Brief> Here is a block of entries. Write out its lines exactly, from the first through the one containing "platform config directory;".

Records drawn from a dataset
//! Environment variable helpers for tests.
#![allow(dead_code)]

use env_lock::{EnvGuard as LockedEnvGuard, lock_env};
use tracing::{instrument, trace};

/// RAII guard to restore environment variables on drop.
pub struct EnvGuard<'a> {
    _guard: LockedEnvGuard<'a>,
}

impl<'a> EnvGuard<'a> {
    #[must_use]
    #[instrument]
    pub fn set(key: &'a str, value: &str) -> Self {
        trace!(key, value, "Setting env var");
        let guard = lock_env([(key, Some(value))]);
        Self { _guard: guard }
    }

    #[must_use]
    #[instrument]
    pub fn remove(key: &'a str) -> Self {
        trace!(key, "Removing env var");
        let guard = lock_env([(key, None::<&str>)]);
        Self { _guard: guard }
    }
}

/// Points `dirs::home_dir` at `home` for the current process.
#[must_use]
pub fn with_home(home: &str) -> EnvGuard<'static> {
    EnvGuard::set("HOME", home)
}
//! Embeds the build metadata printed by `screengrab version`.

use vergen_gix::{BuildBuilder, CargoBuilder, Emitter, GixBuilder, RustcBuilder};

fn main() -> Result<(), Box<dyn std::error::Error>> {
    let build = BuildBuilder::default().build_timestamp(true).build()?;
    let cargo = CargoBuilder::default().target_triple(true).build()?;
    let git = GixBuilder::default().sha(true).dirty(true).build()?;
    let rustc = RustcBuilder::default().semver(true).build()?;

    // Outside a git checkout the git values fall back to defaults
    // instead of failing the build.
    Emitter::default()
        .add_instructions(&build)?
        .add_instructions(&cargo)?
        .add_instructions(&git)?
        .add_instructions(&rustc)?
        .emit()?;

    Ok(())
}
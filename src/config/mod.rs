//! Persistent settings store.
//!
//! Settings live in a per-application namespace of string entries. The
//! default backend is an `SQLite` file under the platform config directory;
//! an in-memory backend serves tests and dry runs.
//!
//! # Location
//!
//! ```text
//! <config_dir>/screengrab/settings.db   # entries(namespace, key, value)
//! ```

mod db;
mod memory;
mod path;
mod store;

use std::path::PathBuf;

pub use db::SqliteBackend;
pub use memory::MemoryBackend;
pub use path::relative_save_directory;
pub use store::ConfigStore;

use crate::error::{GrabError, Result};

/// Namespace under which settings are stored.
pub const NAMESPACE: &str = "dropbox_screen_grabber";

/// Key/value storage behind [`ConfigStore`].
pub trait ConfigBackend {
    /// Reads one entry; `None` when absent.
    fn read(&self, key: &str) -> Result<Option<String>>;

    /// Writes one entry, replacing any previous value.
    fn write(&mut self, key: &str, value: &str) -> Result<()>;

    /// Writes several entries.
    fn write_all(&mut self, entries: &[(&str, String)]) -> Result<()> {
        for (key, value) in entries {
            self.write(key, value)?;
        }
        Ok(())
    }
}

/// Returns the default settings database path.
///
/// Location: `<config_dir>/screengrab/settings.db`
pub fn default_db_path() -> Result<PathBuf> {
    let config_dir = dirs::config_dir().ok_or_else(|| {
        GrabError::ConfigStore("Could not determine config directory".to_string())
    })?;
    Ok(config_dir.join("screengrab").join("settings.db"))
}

Result of the task>
//! Environment variable helpers for tests.
#![allow(dead_code)]

use env_lock::{EnvGuard as LockedEnvGuard, lock_env};
use tracing::{instrument, trace};

/// RAII guard to restore environment variables on drop.
pub struct EnvGuard<'a> {
    _guard: LockedEnvGuard<'a>,
}

impl<'a> EnvGuard<'a> {
    #[must_use]
    #[instrument]
    pub fn set(key: &'a str, value: &str) -> Self {
        trace!(key, value, "Setting env var");
        let guard = lock_env([(key, Some(value))]);
        Self { _guard: guard }
    }

    #[must_use]
    #[instrument]
    pub fn remove(key: &'a str) -> Self {
        trace!(key, "Removing env var");
        let guard = lock_env([(key, None::<&str>)]);
        Self { _guard: guard }
    }
}

/// Points `dirs::home_dir` at `home` for the current process.
#[must_use]
pub fn with_home(home: &str) -> EnvGuard<'static> {
    EnvGuard::set("HOME", home)
}
//! Embeds the build metadata printed by `screengrab version`.

use vergen_gix::{BuildBuilder, CargoBuilder, Emitter, GixBuilder, RustcBuilder};

fn main() -> Result<(), Box<dyn std::error::Error>> {
    let build = BuildBuilder::default().build_timestamp(true).build()?;
    let cargo = CargoBuilder::default().target_triple(true).build()?;
    let git = GixBuilder::default().sha(true).dirty(true).build()?;
    let rustc = RustcBuilder::default().semver(true).build()?;

    // Outside a git checkout the git values fall back to defaults
    // instead of failing the build.
    Emitter::default()
        .add_instructions(&build)?
        .add_instructions(&cargo)?
        .add_instructions(&git)?
        .add_instructions(&rustc)?
        .emit()?;

    Ok(())
}
filename src/config/mod.rs
//! Persistent settings store.
//!
//! Settings live in a per-application namespace of string entries. The
//! default backend is an `SQLite` file under the platform config directory;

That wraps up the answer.